**PROVIDED INFORMATION**
//! High-level client for a BattlEye RCON server

use std::sync::Arc;
use std::time::Duration;

use bercon_core::{Ban, ParsedAdmin, RconError, Result, parse_admins, parse_bans};
use tokio::sync::{Mutex, broadcast};
use tokio::task::JoinHandle;

use crate::cache::PlayerCache;
use crate::commander::{Commander, CommanderConfig};
use crate::connector::{Connector, ConnectorConfig};
use crate::dispatch::{EventDispatcher, EventKind, RconEvent};
use crate::player::Player;

/// Who or what a ban applies to
#[derive(Debug, Clone, PartialEq, Eq)]
pub enum BanTarget {
    /// A player currently in the server, by session ID
    Id(u16),
    /// A BattlEye GUID or IP address; also works for absent players
    Addr(String),
}

impl From<u16> for BanTarget {
    fn from(id: u16) -> Self {
        BanTarget::Id(id)
    }
}

impl From<&str> for BanTarget {
    fn from(addr: &str) -> Self {
        BanTarget::Addr(addr.to_string())
    }
}

impl From<String> for BanTarget {
    fn from(addr: String) -> Self {
        BanTarget::Addr(addr)
    }
}

/// An asynchronous interface for administrating a BattlEye server.
///
/// The client owns the connection lifecycle: [`connect`](Self::connect)
/// authenticates and keeps the session alive in a background task until
/// [`close`](Self::close) is called. Commands may fail with
/// [`RconError::Command`] when the server does not respond in time, which
/// is recoverable; a denied password is not.
pub struct RconClient {
    connector: Connector,
    cache: PlayerCache,
    dispatcher: Arc<EventDispatcher>,
    task: Mutex<Option<JoinHandle<Result<()>>>>,
}

impl RconClient {
    pub fn new() -> Self {
        Self::with_config(ConnectorConfig::default(), CommanderConfig::default())
    }

    pub fn with_config(connector: ConnectorConfig, commander: CommanderConfig) -> Self {
        let dispatcher = Arc::new(EventDispatcher::new());
        let cache = PlayerCache::new();
        let connector = Connector::new(
            connector,
            Commander::new(commander),
            cache.clone(),
            dispatcher.clone(),
        );
        RconClient {
            connector,
            cache,
            dispatcher,
            task: Mutex::new(None),
        }
    }

    /// Connects and authenticates with the server.
    ///
    /// On success the session is maintained in the background; call
    /// [`close`](Self::close) (and optionally
    /// [`wait_until_closed`](Self::wait_until_closed)) to end it.
    ///
    /// Fails with [`RconError::Login`] when the server denies the
    /// password or the connection closes before login completes.
    pub async fn connect(&self, host: &str, port: u16, password: &str) -> Result<()> {
        let task = self.connector.run(host, port, password).await?;
        *self.task.lock().await = Some(task);

        match self.connector.wait_for_login().await {
            Ok(true) => Ok(()),
            Ok(false) => {
                self.wait_until_closed().await?;
                Err(RconError::Login(
                    "connection closed before login completed".into(),
                ))
            }
            Err(e) => {
                self.close();
                let _ = self.wait_until_closed().await;
                Err(e)
            }
        }
    }

    /// Signals the session to end. Idempotent.
    pub fn close(&self) {
        self.connector.close();
    }

    /// Waits for the background task to finish, propagating the error
    /// that ended the session, if any.
    pub async fn wait_until_closed(&self) -> Result<()> {
        let task = self.task.lock().await.take();
        match task {
            Some(task) => match task.await {
                Ok(result) => result,
                Err(e) => Err(RconError::Transport(format!(
                    "connection task panicked: {e}"
                ))),
            },
            None => Ok(()),
        }
    }

    pub fn is_running(&self) -> bool {
        self.connector.is_running()
    }

    pub fn is_logged_in(&self) -> bool {
        self.connector.is_logged_in()
    }

    // Commands
    // (documentation: https://www.battleye.com/support/documentation/)

    /// Sends a raw command and returns the server's response.
    pub async fn send_command(&self, command: &str) -> Result<String> {
        if !self.connector.is_running() {
            return Err(RconError::Transport(
                "cannot send command when not connected".into(),
            ));
        }

        let response = self.connector.send_command(command).await?;
        if response == "Disallowed command" {
            return Err(RconError::Command("server has disabled this command".into()));
        }
        Ok(response)
    }

    /// Requests the RCON admins connected to the server.
    pub async fn fetch_admins(&self) -> Result<Vec<ParsedAdmin>> {
        let response = self.send_command("admins").await?;
        Ok(parse_admins(&response))
    }

    /// Requests the server's ban list.
    pub async fn fetch_bans(&self) -> Result<Vec<Ban>> {
        let response = self.send_command("bans").await?;
        Ok(parse_bans(&response))
    }

    /// Requests the mission files available on the server.
    pub async fn fetch_missions(&self) -> Result<Vec<String>> {
        let response = self.send_command("missions").await?;
        // First line is the "Missions on server:" header
        Ok(response.lines().skip(1).map(String::from).collect())
    }

    /// Requests the player list, reconciling the cache with it.
    pub async fn fetch_players(&self) -> Result<Vec<Player>> {
        self.connector.refresh_players().await?;
        Ok(self.cache.players().await)
    }

    /// Bans a player ID, GUID, or IP address.
    ///
    /// A `None` duration makes the ban permanent. Banning by ID only
    /// works while the player is in the server.
    pub async fn ban(
        &self,
        target: impl Into<BanTarget>,
        duration: Option<u32>,
        reason: &str,
    ) -> Result<String> {
        self.send_command(&ban_command(&target.into(), duration, reason))
            .await
    }

    /// Kicks a player from the server with an optional reason.
    pub async fn kick(&self, player_id: u16, reason: &str) -> Result<String> {
        self.send_command(format!("kick {player_id} {reason}").trim_end())
            .await
    }

    /// Sends a message to every player in the server.
    pub async fn say(&self, message: &str) -> Result<String> {
        self.send_command(&format!("say -1 {message}")).await
    }

    /// Sends a message to a single player.
    pub async fn whisper(&self, player_id: u16, message: &str) -> Result<String> {
        self.send_command(&format!("say {player_id} {message}")).await
    }

    /// Removes the ban at the given index of the ban list.
    pub async fn unban(&self, ban_index: u32) -> Result<String> {
        self.send_command(&format!("removeBan {ban_index}")).await
    }

    // Cache access

    /// Snapshot of the currently known players.
    pub async fn players(&self) -> Vec<Player> {
        self.cache.players().await
    }

    pub async fn get_player(&self, player_id: u16) -> Option<Player> {
        self.cache.get(player_id).await
    }

    /// The admin ID the server assigned to this client, once known.
    pub async fn admin_id(&self) -> Option<u16> {
        self.cache.admin_id().await
    }

    // Events

    /// Registers a callback for one kind of event.
    pub async fn add_listener<F>(&self, kind: EventKind, listener: F)
    where
        F: Fn(&RconEvent) + Send + Sync + 'static,
    {
        self.dispatcher.add_listener(kind, listener).await;
    }

    /// Returns a receiver of every event the client dispatches.
    pub fn subscribe(&self) -> broadcast::Receiver<RconEvent> {
        self.dispatcher.subscribe()
    }

    /// Waits for an event matching the predicate, up to `timeout`.
    pub async fn wait_for<F>(
        &self,
        kind: EventKind,
        timeout: Duration,
        predicate: F,
    ) -> Result<RconEvent>
    where
        F: FnMut(&RconEvent) -> bool + Send,
    {
        self.dispatcher.wait_for(kind, timeout, predicate).await
    }
}

impl Default for RconClient {
    fn default() -> Self {
        Self::new()
    }
}

fn ban_command(target: &BanTarget, duration: Option<u32>, reason: &str) -> String {
    // 0 minutes means permanent on the wire
    let minutes = duration.unwrap_or(0);
    let command = match target {
        BanTarget::Id(id) => format!("ban {id} {minutes} {reason}"),
        BanTarget::Addr(addr) => format!("addBan {addr} {minutes} {reason}"),
    };
    command.trim_end().to_string()
}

**REQUIREMENT**
Your answer should be one number: the count of lines in the records above that contain "JoinHandle".

**WRITTEN ANSWER**
2